Problem to solve:
Each line of the data should be transcribed exactly as given.

Top of Stored data

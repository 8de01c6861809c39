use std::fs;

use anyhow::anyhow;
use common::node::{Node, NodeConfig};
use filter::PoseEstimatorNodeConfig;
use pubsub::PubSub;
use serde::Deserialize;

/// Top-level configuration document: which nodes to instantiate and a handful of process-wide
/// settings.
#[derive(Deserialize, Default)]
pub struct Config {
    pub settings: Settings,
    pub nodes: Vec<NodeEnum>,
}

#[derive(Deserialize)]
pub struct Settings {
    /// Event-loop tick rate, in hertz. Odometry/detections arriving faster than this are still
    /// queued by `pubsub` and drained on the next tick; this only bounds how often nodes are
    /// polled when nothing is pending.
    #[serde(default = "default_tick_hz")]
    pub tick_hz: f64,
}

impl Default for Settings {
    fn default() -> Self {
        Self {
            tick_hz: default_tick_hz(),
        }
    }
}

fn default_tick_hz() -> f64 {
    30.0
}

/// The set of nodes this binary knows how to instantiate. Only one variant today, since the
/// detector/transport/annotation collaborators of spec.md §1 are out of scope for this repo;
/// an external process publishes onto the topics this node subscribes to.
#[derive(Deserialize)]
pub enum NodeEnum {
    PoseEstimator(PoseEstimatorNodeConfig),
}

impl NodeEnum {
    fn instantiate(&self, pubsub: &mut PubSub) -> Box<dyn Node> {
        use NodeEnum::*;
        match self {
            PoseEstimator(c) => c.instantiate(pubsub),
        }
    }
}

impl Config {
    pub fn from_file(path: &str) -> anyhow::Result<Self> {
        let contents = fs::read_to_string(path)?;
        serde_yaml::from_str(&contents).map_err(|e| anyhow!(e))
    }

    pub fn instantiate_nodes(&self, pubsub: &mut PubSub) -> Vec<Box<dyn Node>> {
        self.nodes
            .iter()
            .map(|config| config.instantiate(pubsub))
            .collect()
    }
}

Bottom of Stored data

Response below:
repository 8de01c6861809c39
use std::fs;

use anyhow::anyhow;
use common::node::{Node, NodeConfig};
use filter::PoseEstimatorNodeConfig;
use pubsub::PubSub;
use serde::Deserialize;

/// Top-level configuration document: which nodes to instantiate and a handful of process-wide
/// settings.
#[derive(Deserialize, Default)]
pub struct Config {
    pub settings: Settings,
    pub nodes: Vec<NodeEnum>,
}

#[derive(Deserialize)]
pub struct Settings {
    /// Event-loop tick rate, in hertz. Odometry/detections arriving faster than this are still
    /// queued by `pubsub` and drained on the next tick; this only bounds how often nodes are
    /// polled when nothing is pending.
    #[serde(default = "default_tick_hz")]
    pub tick_hz: f64,
}

impl Default for Settings {
    fn default() -> Self {
        Self {
            tick_hz: default_tick_hz(),
        }
    }
}

fn default_tick_hz() -> f64 {
    30.0
}

/// The set of nodes this binary knows how to instantiate. Only one variant today, since the
/// detector/transport/annotation collaborators of spec.md §1 are out of scope for this repo;
/// an external process publishes onto the topics this node subscribes to.
#[derive(Deserialize)]
pub enum NodeEnum {
    PoseEstimator(PoseEstimatorNodeConfig),
}

impl NodeEnum {
    fn instantiate(&self, pubsub: &mut PubSub) -> Box<dyn Node> {
        use NodeEnum::*;
        match self {
            PoseEstimator(c) => c.instantiate(pubsub),
        }
    }
}

impl Config {
    pub fn from_file(path: &str) -> anyhow::Result<Self> {
        let contents = fs::read_to_string(path)?;
        serde_yaml::from_str(&contents).map_err(|e| anyhow!(e))
    }

    pub fn instantiate_nodes(&self, pubsub: &mut PubSub) -> Vec<Box<dyn Node>> {
        self.nodes
            .iter()
            .map(|config| config.instantiate(pubsub))
            .collect()
    }
}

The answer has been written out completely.